Tel le flux vivant d'un Globe Théâtre au plus haut de sa forme, Henri Saigre invoque ce que nous pourrions entendre comme la question qui ouvre la scène de l'œuvre shakespearienne la plus emblématique : Qui va là? Insufflé par l'esprit d'un Hamlet mythique, l'homme nous conduit dans l'univers biopsychique intra-utérin, loin des questions œdipiennes et en présence d'un matériel iconographique époustouflant, à la recherche de
Qui donc assumerait ces charges, accepterait de geindre et de suer sous le faix écrasant de la vie, s’il n’y avait cette crainte de quelque chose après la mort, mystérieuse contrée d’où nul voyageur ne revient ? Voici l’énigme qui nous engage à supporter les maux présents, plutôt que de nous en échapper vers ces autres dont nous ne connaissons rien. Et c’est ainsi que la conscience fait de chacun de nous un couard ; c’est ainsi que la verdeur première de nos résolutions s’étiole à l’ombre pâle de la pensée ; c’est ainsi que nos entreprises de grand essor et conséquence tournent leur courant de travers et se déroutent de l’action. (Hamlet, Acte III, Scène I, trad.
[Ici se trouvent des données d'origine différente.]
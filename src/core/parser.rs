use clap::Parser;
use std::path::PathBuf;
use vton_data::datasets::{DatasetOptions, Stage, WhichDataset};

#[derive(Parser, Debug)]
#[command(name = "Try-on dataset self check")]
#[command(version = "0.1")]
#[command(about = "Build try-on training examples and report what the dataset yields", long_about = None)]
pub struct Checker {
    /// Name of this run, used for the log folder
    #[arg(short, long, default_value_t = String::from("check"))]
    pub name: String,

    /// specify WhichDataset (on-disk layout)
    #[arg(short, long, value_enum, default_value_t = WhichDataset::Cp)]
    pub dataset: WhichDataset,

    /// root of the list-file layout
    #[arg(long, default_value = "data")]
    pub dataroot: PathBuf,

    /// root of the video-frame layout
    #[arg(long, default_value = "/data_hdd/vvt_competition")]
    pub vvt_dataroot: PathBuf,

    /// train, test or a custom split folder
    #[arg(long, default_value_t = String::from("train"))]
    pub datamode: String,

    /// pipeline stage
    #[arg(long, value_enum, default_value_t = Stage::Gmm)]
    pub stage: Stage,

    /// pair list file under dataroot
    #[arg(long, default_value_t = String::from("train_pairs.txt"))]
    pub data_list: String,

    #[arg(long, default_value_t = 192)]
    pub fine_width: u32,

    #[arg(long, default_value_t = 256)]
    pub fine_height: u32,

    /// half size of the joint squares
    #[arg(long, default_value_t = 3)]
    pub radius: u32,

    /// joints per keypoint file
    #[arg(long, default_value_t = 18)]
    pub joints: usize,

    /// shared grid visualization for the geometric matching stage
    #[arg(long, default_value = "../grid.png")]
    pub grid_path: PathBuf,

    /// batch size
    #[arg(short, long, value_parser = clap::value_parser!(u32).range(1..), default_value_t = 4)]
    pub batch_size: u32,

    /// loader threads
    #[arg(short = 'j', long, default_value_t = 1)]
    pub workers: usize,

    /// shuffle input data
    #[arg(long, default_value_t = false)]
    pub shuffle: bool,

    /// seed
    #[arg(short, long, default_value_t = 42)]
    pub seed: u64,

    /// recoder home path
    #[arg(short, long, default_value_t = String::from("tmp"))]
    pub recoder_home: String,
}

impl Checker {
    pub fn dataset_options(&self) -> DatasetOptions {
        DatasetOptions {
            dataroot: self.dataroot.clone(),
            vvt_dataroot: self.vvt_dataroot.clone(),
            datamode: self.datamode.clone(),
            stage: self.stage,
            dataset: self.dataset,
            data_list: self.data_list.clone(),
            fine_width: self.fine_width,
            fine_height: self.fine_height,
            radius: self.radius,
            joints: self.joints,
            grid_path: self.grid_path.clone(),
        }
    }
}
André Gide)
En tant qu'accompagnants et accompagnantes des personnes dans leurs transformations, nous sommes invités à laisser tomber le travail de deuil de la moitié morte in utero pour incarner les cavaliers de la quête de ce double perdu, en le renouant à l'élan vital des personnes en souffrance pour qu'elles se nourrissent de ce lien et s'élancent vers l'action créatrice porteuse des transformations souhaitées. Car, de toute façon, le Fantôme est hic et ubique (ici et partout), nous dit bien Hamlet. Ce serait donc plus intelligent de lui faire place, l'aider à trouver son entrain plutôt que de l'emprisonner dans le royaume souterrain d'Hadès pour l'Éternité.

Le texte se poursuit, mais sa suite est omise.